2017 Fiscal Year
International Academic Journal
International Conference Proceedings
Making Many-to-Many Parallel Coordinate Plots Scalable by Asymmetric Biclustering
in Proceedings of IEEE Pacific Visualization 2017
Datasets obtained through recently advanced measurement techniques tend to possess a large number of dimensions. This leads to explosively increasing computation costs for analyzing such datasets, thus making formulation and verification of scientific hypotheses very difficult. Therefore, an efficient approach to identifying feature subspaces of target datasets, that is, the subspaces of dimension variables or subsets of the data samples, is required to describe the essence hidden in the original dataset. This paper proposes a visual data mining framework for supporting semiautomatic data analysis that builds upon asymmetric biclustering to explore highly correlated feature subspaces. For this purpose, a variant of parallel coordinate plots, many-to-many parallel coordinate plots, is extended to visually assist appropriate selections of feature subspaces as well as to avoid intrinsic visual clutter. In this framework, biclustering is applied to dimension variables and data samples of the dataset simultaneously and asymmetrically. A set of variable axes are projected to a single composite axis while data samples between two consecutive variable axes are bundled using polygonal strips. This makes the visualization method scalable and enables it to play a key role in the framework. The effectiveness of the proposed framework has been empirically proven, and it is remarkably useful for many-to-many parallel coordinate plots.

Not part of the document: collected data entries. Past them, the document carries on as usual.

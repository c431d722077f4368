//! Navigator configuration.
//!
//! All fields have defaults, so a configuration file only needs the values it changes:
//!
//! ```json
//! { "transition_timeout_ms": 2000 }
//! ```

use std::{path::Path, time::Duration};

use serde::{Deserialize, Serialize};
use thiserror::Error;

/// Capacity of the command channel into the UI loop.
const DEFAULT_COMMAND_BUFFER: usize = 100;

/// Errors produced while loading or validating a [`NavigatorConfig`].
#[non_exhaustive]
#[derive(Debug, Error)]
pub enum ConfigError {
    /// A channel capacity was set to zero.
    #[error("Invalid configuration: {field} must be greater than zero")]
    ZeroCapacity { field: &'static str },

    /// The configuration file could not be read.
    #[error("Failed to read configuration file '{path}': {source}")]
    Read {
        path: String,
        #[source]
        source: std::io::Error,
    },

    /// The configuration file is not valid JSON for this schema.
    #[error("Failed to parse configuration file '{path}': {source}")]
    Parse {
        path: String,
        #[source]
        source: serde_json::Error,
    },
}

impl From<ConfigError> for crate::Error {
    fn from(err: ConfigError) -> Self {
        crate::Error::Config(err)
    }
}

/// Tunables for a [`Navigator`](crate::Navigator).
#[derive(Debug, Clone, PartialEq, Eq, Serialize, Deserialize)]
#[serde(default)]
pub struct NavigatorConfig {
    /// Capacity of the command channel into the UI loop. Callers wait for room when full.
    pub command_buffer: usize,

    /// How long a caller waits for an operation before its completion fails.
    ///
    /// `None` waits forever, which is what an animate-until-done UI expects. The timeout
    /// only affects the caller: the navigation change still happens when the platform
    /// eventually finishes.
    pub transition_timeout_ms: Option<u64>,

    /// Animate modal presentation and dismissal.
    pub animate_modals: bool,
}

impl Default for NavigatorConfig {
    fn default() -> Self {
        Self {
            command_buffer: DEFAULT_COMMAND_BUFFER,
            transition_timeout_ms: None,
            animate_modals: true,
        }
    }
}

impl NavigatorConfig {
    /// Load a configuration from a JSON file and validate it.
    pub fn from_json_file(path: impl AsRef<Path>) -> crate::Result<Self> {
        let path = path.as_ref();
        let contents = std::fs::read_to_string(path).map_err(|source| ConfigError::Read {
            path: path.display().to_string(),
            source,
        })?;
        let config: Self = serde_json::from_str(&contents).map_err(|source| ConfigError::Parse {
            path: path.display().to_string(),
            source,
        })?;
        config.validate()?;
        Ok(config)
    }

    /// Check the values a navigator cannot start with.
    pub fn validate(&self) -> Result<(), ConfigError> {
        if self.command_buffer == 0 {
            return Err(ConfigError::ZeroCapacity {
                field: "command_buffer",
            });
        }
        Ok(())
    }

    pub fn transition_timeout(&self) -> Option<Duration> {
        self.transition_timeout_ms.map(Duration::from_millis)
    }

    pub fn with_transition_timeout(mut self, timeout: Duration) -> Self {
        self.transition_timeout_ms = Some(u64::try_from(timeout.as_millis()).unwrap_or(u64::MAX));
        self
    }

    pub fn with_animate_modals(mut self, animate: bool) -> Self {
        self.animate_modals = animate;
        self
    }
}
pub mod config;
pub mod demo;
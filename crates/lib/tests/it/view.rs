//! View resolution tests through the public registry.

use std::sync::Arc;

use pagestack::{
    PageViewModel,
    view::{locate_page_for, resolve_page},
};

use crate::helpers::*;

#[test]
fn test_contract_selects_registration() {
    let registry = test_registry();
    let vm = screen("orders");

    let plain = resolve_page(&registry, &vm, None).unwrap();
    let compact = resolve_page(&registry, &vm, Some("compact")).unwrap();

    assert_eq!(plain.view_type(), "ScreenPage");
    assert_eq!(compact.view_type(), "CompactScreenPage");
    assert_eq!(plain.title(), Some("orders"));
    assert!(Arc::ptr_eq(compact.view_model().unwrap(), &vm));
}

#[test]
fn test_resolution_failures_are_classified() {
    let registry = test_registry();

    let unregistered: Arc<dyn PageViewModel> = Arc::new(Unregistered);
    let err = resolve_page(&registry, &unregistered, None).unwrap_err();
    assert!(err.is_resolution_error());
    assert!(err.is_not_registered());
    assert_eq!(err.module(), "view");

    let unknown_contract = resolve_page(&registry, &screen("orders"), Some("wide")).unwrap_err();
    assert!(unknown_contract.is_not_registered());

    let headline: Arc<dyn PageViewModel> = Arc::new(Headline);
    let err = resolve_page(&registry, &headline, None).unwrap_err();
    assert!(err.is_resolution_error());
    assert!(err.is_type_mismatch());
}

#[test]
fn test_locate_does_not_title() {
    let registry = test_registry();
    let page = locate_page_for(&registry, &screen("orders"), None).unwrap();
    assert_eq!(page.title(), None);
    assert!(page.view_model().is_some());
}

International Conference Posters (Peer-Reviewed)
LMML: Describing injuries for forensic data visualization
to appear as a poster in Proceedings of SAS NICOGRAPH International 2016, Hangzhou (China), July 2016
Fighting against crime is paramount to any society, maybe more today than ever before. Tools to fight and elucidate crime are rooted in forensic science. Through the autopsy of a body, we can answer a whole range of questions as to how death happened and come up with explanations and counter-measures so that the same dire circumstance does not happen again. Now, because the reports collecting the data are written manually, the recording of the data collected through traditional autopsy still is a cumbersome, time-consuming task. Our framework, based on a mark-up language (that we dubbed ”LMML”) to store, describe and arrange forensic data, aims at overcoming those issues. Our contribution is twofold: the design of the syntax and semantics of LMML, and the conception of an interface to create, edit, analyse or query files written in that language. Thus, this framework allows quicker, smoother input of forensic data, for better automation and visualization thereof, so that they can be used by medical examiners, investigators, as well as judicial courts.